Stored data entries:
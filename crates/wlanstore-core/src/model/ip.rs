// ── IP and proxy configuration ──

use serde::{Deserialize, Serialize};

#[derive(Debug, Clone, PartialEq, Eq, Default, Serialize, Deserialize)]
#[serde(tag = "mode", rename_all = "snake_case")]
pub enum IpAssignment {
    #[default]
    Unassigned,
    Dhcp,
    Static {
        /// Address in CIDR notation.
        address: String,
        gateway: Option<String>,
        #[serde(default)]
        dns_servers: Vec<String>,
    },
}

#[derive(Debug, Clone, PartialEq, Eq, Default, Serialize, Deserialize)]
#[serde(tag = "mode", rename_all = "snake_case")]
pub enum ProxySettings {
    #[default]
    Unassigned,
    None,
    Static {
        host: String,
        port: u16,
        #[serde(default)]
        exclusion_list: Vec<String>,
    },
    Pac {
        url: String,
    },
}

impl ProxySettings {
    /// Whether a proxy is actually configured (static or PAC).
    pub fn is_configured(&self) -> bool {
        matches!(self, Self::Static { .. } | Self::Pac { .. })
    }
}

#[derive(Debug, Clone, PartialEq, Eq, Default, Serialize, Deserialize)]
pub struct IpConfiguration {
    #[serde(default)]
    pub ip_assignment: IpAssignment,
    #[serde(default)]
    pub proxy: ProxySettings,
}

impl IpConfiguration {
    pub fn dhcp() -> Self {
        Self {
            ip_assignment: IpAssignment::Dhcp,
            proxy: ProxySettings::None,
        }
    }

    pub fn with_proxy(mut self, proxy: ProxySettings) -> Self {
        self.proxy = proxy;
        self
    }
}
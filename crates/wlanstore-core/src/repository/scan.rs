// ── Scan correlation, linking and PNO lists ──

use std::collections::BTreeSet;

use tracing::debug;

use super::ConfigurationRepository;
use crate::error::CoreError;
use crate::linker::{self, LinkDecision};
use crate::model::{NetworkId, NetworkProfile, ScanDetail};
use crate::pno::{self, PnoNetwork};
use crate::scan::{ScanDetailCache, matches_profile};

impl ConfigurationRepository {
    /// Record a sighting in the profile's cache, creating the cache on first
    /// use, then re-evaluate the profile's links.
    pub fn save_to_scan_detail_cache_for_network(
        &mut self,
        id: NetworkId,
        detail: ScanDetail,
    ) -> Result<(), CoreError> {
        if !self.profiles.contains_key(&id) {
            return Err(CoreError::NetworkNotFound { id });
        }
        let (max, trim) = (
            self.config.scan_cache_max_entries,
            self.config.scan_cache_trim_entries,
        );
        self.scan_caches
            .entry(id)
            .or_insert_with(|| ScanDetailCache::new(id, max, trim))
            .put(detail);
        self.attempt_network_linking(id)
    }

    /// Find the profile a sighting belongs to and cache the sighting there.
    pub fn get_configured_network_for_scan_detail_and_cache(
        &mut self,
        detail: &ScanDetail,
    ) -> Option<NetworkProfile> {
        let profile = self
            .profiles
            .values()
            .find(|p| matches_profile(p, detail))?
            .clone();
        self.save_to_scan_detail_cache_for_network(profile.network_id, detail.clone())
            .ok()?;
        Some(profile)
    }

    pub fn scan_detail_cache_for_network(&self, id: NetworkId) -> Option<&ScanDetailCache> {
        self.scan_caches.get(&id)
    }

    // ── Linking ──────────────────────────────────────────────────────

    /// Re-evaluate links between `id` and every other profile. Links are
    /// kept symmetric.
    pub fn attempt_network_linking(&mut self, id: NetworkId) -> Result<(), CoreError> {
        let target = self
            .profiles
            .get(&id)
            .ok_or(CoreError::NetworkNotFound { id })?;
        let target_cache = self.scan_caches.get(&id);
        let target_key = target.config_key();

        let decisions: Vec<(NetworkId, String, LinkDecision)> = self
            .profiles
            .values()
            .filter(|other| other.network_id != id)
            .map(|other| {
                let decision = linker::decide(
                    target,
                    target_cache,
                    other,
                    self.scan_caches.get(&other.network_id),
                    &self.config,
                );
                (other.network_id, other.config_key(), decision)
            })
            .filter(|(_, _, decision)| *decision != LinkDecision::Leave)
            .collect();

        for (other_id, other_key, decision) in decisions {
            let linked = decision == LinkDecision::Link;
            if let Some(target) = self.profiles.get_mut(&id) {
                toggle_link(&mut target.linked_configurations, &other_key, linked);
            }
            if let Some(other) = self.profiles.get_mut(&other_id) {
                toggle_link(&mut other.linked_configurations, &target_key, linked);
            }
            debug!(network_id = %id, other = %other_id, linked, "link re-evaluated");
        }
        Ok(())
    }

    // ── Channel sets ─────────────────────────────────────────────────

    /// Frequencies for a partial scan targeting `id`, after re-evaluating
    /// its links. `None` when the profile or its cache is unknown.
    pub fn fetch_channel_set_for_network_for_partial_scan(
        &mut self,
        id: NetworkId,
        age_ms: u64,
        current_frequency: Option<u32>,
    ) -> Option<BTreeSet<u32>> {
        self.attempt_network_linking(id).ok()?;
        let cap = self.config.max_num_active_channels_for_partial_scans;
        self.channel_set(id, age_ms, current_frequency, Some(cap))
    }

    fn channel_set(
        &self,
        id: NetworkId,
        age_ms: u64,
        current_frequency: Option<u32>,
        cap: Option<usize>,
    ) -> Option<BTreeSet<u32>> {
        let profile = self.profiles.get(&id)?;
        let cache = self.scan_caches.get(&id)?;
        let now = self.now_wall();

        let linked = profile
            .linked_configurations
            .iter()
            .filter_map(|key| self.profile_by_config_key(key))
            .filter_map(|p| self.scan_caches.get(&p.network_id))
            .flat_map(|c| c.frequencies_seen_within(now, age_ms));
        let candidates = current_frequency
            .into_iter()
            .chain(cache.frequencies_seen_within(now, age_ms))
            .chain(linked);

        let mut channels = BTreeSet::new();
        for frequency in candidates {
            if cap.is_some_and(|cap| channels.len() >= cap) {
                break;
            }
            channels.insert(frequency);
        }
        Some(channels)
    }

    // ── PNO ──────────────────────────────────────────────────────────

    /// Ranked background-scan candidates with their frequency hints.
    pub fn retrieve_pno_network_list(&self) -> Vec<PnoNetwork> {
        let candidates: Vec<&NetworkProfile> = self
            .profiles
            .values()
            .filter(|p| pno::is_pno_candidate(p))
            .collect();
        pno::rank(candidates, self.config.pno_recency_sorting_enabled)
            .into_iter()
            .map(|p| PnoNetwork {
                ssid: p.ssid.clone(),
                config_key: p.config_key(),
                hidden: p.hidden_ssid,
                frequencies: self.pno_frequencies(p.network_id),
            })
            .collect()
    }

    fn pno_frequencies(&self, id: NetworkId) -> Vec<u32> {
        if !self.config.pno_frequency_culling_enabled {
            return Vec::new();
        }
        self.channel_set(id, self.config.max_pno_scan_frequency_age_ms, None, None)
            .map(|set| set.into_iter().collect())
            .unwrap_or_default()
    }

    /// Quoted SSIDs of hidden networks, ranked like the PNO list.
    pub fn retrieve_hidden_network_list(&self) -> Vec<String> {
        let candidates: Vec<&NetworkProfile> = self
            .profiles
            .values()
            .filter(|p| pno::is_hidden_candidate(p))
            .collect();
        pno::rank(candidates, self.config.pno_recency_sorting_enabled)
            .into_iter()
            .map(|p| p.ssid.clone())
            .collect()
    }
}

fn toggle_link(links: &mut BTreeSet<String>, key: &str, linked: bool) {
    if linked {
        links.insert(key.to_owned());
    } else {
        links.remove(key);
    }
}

To do:
Wherever the word "crates" appears in a line of the records, count that line. Say how many there are, with no other words.

Result for this task:
2